Are You Sure You Know What You're Doing? ☠☠☠☠
Well, I had never really seen this kind of fic before. But nonetheless, I cannot ignore the unrealism of it. There are many questions about it that I just need to ask.
Why did they make up that weird contract?
What's up with donating all the property to the poor if the child refuses?
What's with making the contract before the children were born?
Why didn't they think that the children weren't going to be both girls/boys?
Why don't they just break the contract?
Breaking a contract is possible.
There were a few weird things that happened here and there, but even those were cliche.
Better Stay In School and Listen to your English professor: ☠☠☠☠☠
Your grammar consistently changed tense and because of the certain situation you were writing about, I couldn't get into the story properly. It was just awkward for me. Your spelling was actually fine, but the grammar was just too much to dismiss.

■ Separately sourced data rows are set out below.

use serde::Deserialize;

use warden_audit::QueueMode;
use warden_auth::DeploymentMode;

/// Top-level configuration for the Warden server, loaded from a TOML file.
#[derive(Debug, Default, Deserialize)]
pub struct WardenConfig {
    /// HTTP server bind configuration.
    #[serde(default)]
    pub server: ServerConfig,
    /// Deployment mode and secrets.
    #[serde(default)]
    pub deployment: DeploymentConfig,
    /// Persistence backend configuration.
    #[serde(default)]
    pub store: StoreConfig,
    /// Policy cache configuration.
    #[serde(default)]
    pub policy: PolicyConfig,
    /// Audit queue configuration.
    #[serde(default)]
    pub audit: AuditConfig,
    /// Rate limiting configuration.
    #[serde(default)]
    pub rate_limit: RateLimitConfig,
    /// Connector file configuration.
    #[serde(default)]
    pub connectors: ConnectorsConfig,
    /// Proxy mode configuration.
    #[serde(default)]
    pub proxy: ProxyConfig,
}

/// HTTP server bind configuration.
#[derive(Debug, Deserialize)]
pub struct ServerConfig {
    /// Address to bind to.
    #[serde(default = "default_host")]
    pub host: String,
    /// Port to listen on.
    #[serde(default = "default_port")]
    pub port: u16,
    /// Graceful shutdown timeout in seconds. Must exceed the audit
    /// queue's drain time.
    #[serde(default = "default_shutdown_timeout")]
    pub shutdown_timeout_seconds: u64,
}

impl Default for ServerConfig {
    fn default() -> Self {
        Self {
            host: default_host(),
            port: default_port(),
            shutdown_timeout_seconds: default_shutdown_timeout(),
        }
    }
}

fn default_host() -> String {
    "127.0.0.1".to_owned()
}

fn default_port() -> u16 {
    8080
}

fn default_shutdown_timeout() -> u64 {
    30
}

/// Deployment mode, secrets, and failure-mode switches.
#[derive(Debug, Deserialize)]
pub struct DeploymentConfig {
    /// `standard` or `community`. Community mode accepts any user token
    /// (including empty) as a synthetic admin and makes the
    /// `X-License-Key` header optional.
    #[serde(default)]
    pub mode: DeploymentMode,
    /// Tenant that community-mode requests are bound to.
    #[serde(default = "default_community_tenant")]
    pub community_tenant: String,
    /// Secret verifying self-contained license keys.
    #[serde(default = "default_secret")]
    pub license_secret: String,
    /// Secret verifying user tokens.
    #[serde(default = "default_secret")]
    pub user_token_secret: String,
    /// When `true`, a policy-store outage lets requests through with a
    /// `policy_engine_unavailable` tag instead of failing closed.
    #[serde(default)]
    pub permissive: bool,
    /// Gateway context lifetime in minutes. Clamped to at least 5.
    #[serde(default = "default_context_ttl")]
    pub context_ttl_minutes: u64,
}

impl Default for DeploymentConfig {
    fn default() -> Self {
        Self {
            mode: DeploymentMode::default(),
            community_tenant: default_community_tenant(),
            license_secret: default_secret(),
            user_token_secret: default_secret(),
            permissive: false,
            context_ttl_minutes: default_context_ttl(),
        }
    }
}

fn default_community_tenant() -> String {
    "default".to_owned()
}

fn default_secret() -> String {
    // Development default; deployments override via config.
    "warden-dev-secret".to_owned()
}

fn default_context_ttl() -> u64 {
    5
}

/// Persistence backend configuration.
#[derive(Debug, Deserialize)]
pub struct StoreConfig {
    /// Which backend to use: `"memory"` or `"postgres"`.
    #[serde(default = "default_store_backend")]
    pub backend: String,
    /// Connection URL for the postgres backend.
    pub url: Option<String>,
    /// Table prefix. Defaults to `"warden_"`.
    #[serde(default = "default_store_prefix")]
    pub prefix: String,
}

impl Default for StoreConfig {
    fn default() -> Self {
        Self {
            backend: default_store_backend(),
            url: None,
            prefix: default_store_prefix(),
        }
    }
}

fn default_store_backend() -> String {
    "memory".to_owned()
}

fn default_store_prefix() -> String {
    "warden_".to_owned()
}

/// Policy cache configuration.
#[derive(Debug, Deserialize)]
pub struct PolicyConfig {
    /// Snapshot cache TTL in seconds. Clamped to [60, 1800].
    #[serde(default = "default_policy_ttl")]
    pub cache_ttl_seconds: u64,
}

impl Default for PolicyConfig {
    fn default() -> Self {
        Self {
            cache_ttl_seconds: default_policy_ttl(),
        }
    }
}

fn default_policy_ttl() -> u64 {
    300
}

/// Audit queue configuration.
#[derive(Debug, Deserialize)]
pub struct AuditConfig {
    /// Maximum entries held in memory.
    #[serde(default = "default_queue_capacity")]
    pub queue_capacity: usize,
    /// Maximum entries per backend write.
    #[serde(default = "default_batch_size")]
    pub batch_size: usize,
    /// Maximum milliseconds an entry waits before its batch is written.
    #[serde(default = "default_batch_window")]
    pub batch_window_ms: u64,
    /// Overflow behavior: `compliance` (never drop) or `performance`
    /// (drop oldest).
    #[serde(default)]
    pub mode: QueueMode,
    /// Total write attempts per batch.
    #[serde(default = "default_max_attempts")]
    pub max_attempts: u32,
    /// Fallback file path.
    #[serde(default = "default_fallback_path")]
    pub fallback_path: String,
    /// Seconds between fallback-file fsyncs.
    #[serde(default = "default_fsync_interval")]
    pub fsync_interval_seconds: u64,
}

impl Default for AuditConfig {
    fn default() -> Self {
        Self {
            queue_capacity: default_queue_capacity(),
            batch_size: default_batch_size(),
            batch_window_ms: default_batch_window(),
            mode: QueueMode::default(),
            max_attempts: default_max_attempts(),
            fallback_path: default_fallback_path(),
            fsync_interval_seconds: default_fsync_interval(),
        }
    }
}

fn default_queue_capacity() -> usize {
    100
}

fn default_batch_size() -> usize {
    20
}

fn default_batch_window() -> u64 {
    250
}

fn default_max_attempts() -> u32 {
    3
}

fn default_fallback_path() -> String {
    "warden-audit-fallback.ndjson".to_owned()
}

fn default_fsync_interval() -> u64 {
    1
}

/// Rate limiting configuration.
#[derive(Debug, Deserialize)]
pub struct RateLimitConfig {
    /// Whether rate limiting is enabled.
    #[serde(default = "default_rate_limit_enabled")]
    pub enabled: bool,
    /// Window size in seconds.
    #[serde(default = "default_rate_limit_window")]
    pub window_seconds: u64,
    /// Per-tenant budget per window. The per-client budget comes from
    /// each client's record.
    #[serde(default = "default_tenant_budget")]
    pub tenant_requests_per_window: u64,
}

impl Default for RateLimitConfig {
    fn default() -> Self {
        Self {
            enabled: default_rate_limit_enabled(),
            window_seconds: default_rate_limit_window(),
            tenant_requests_per_window: default_tenant_budget(),
        }
    }
}

fn default_rate_limit_enabled() -> bool {
    true
}

fn default_rate_limit_window() -> u64 {
    60
}

fn default_tenant_budget() -> u64 {
    1200
}

/// Connector file configuration.
#[derive(Debug, Default, Deserialize)]
pub struct ConnectorsConfig {
    /// Path to the connectors YAML file.
    pub file: Option<String>,
    /// Per-check health deadline in milliseconds.
    #[serde(default = "default_health_deadline")]
    pub health_deadline_ms: u64,
}

fn default_health_deadline() -> u64 {
    2_000
}

/// Proxy mode configuration.
#[derive(Debug, Default, Deserialize)]
pub struct ProxyConfig {
    /// Whether the single-shot proxy endpoint is exposed.
    #[serde(default)]
    pub enabled: bool,
}
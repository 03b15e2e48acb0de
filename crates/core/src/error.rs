use thiserror::Error;

/// Top-level error type for the Warden system.
#[derive(Debug, Error)]
pub enum WardenError {
    #[error("scan error: {0}")]
    Scan(String),

    #[error("policy error: {0}")]
    Policy(String),

    #[error("store error: {0}")]
    Store(String),

    #[error("auth error: {0}")]
    Auth(String),

    #[error("connector error: {0}")]
    Connector(String),

    #[error("audit error: {0}")]
    Audit(String),

    #[error("serialization error: {0}")]
    Serialization(String),

    #[error("configuration error: {0}")]
    Configuration(String),

    #[error("{0}")]
    Other(String),
}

Also, your punctuation as well.
"Blah blah blah?", [ Wrong ]
"Blah blah blah?" [ Right ]
You don't need that comma.
.. [ Wrong ]
... [ Right ]
An ellipse has three dots.
"Blah blah blah." she said [ Wrong ]
"Blah blah blah," she said [ Right ]
"Blah blah blah?" she tapped her chin.. [ Wrong ]
"Blah blah blah?" She tapped her chin. [ Right ]
I Can See Why You Like Writing Better Than Arts: ☠☠☠
Your poster did not match your story. If I saw it, I would've thought that it was going to be some angst/romance story. But your story seemed more on the funny side. You had no background, but I won't blame you for that. Your font was readable though, so good work.
*YAAAWNNNN* Meter: ☠☠☠☠☠
This is my personal opinion, but if I ever came across your story, I wouldn't have read it. I have been on AFF for a very long time, so my reading range has changed over time. The main reasons were because of the cliche plot and grammar.
I won't say if your story is worth readiing. I strongly believe that it is not my place to tell you that. You are the judge of your court. You make the calls. But please, try learn from this.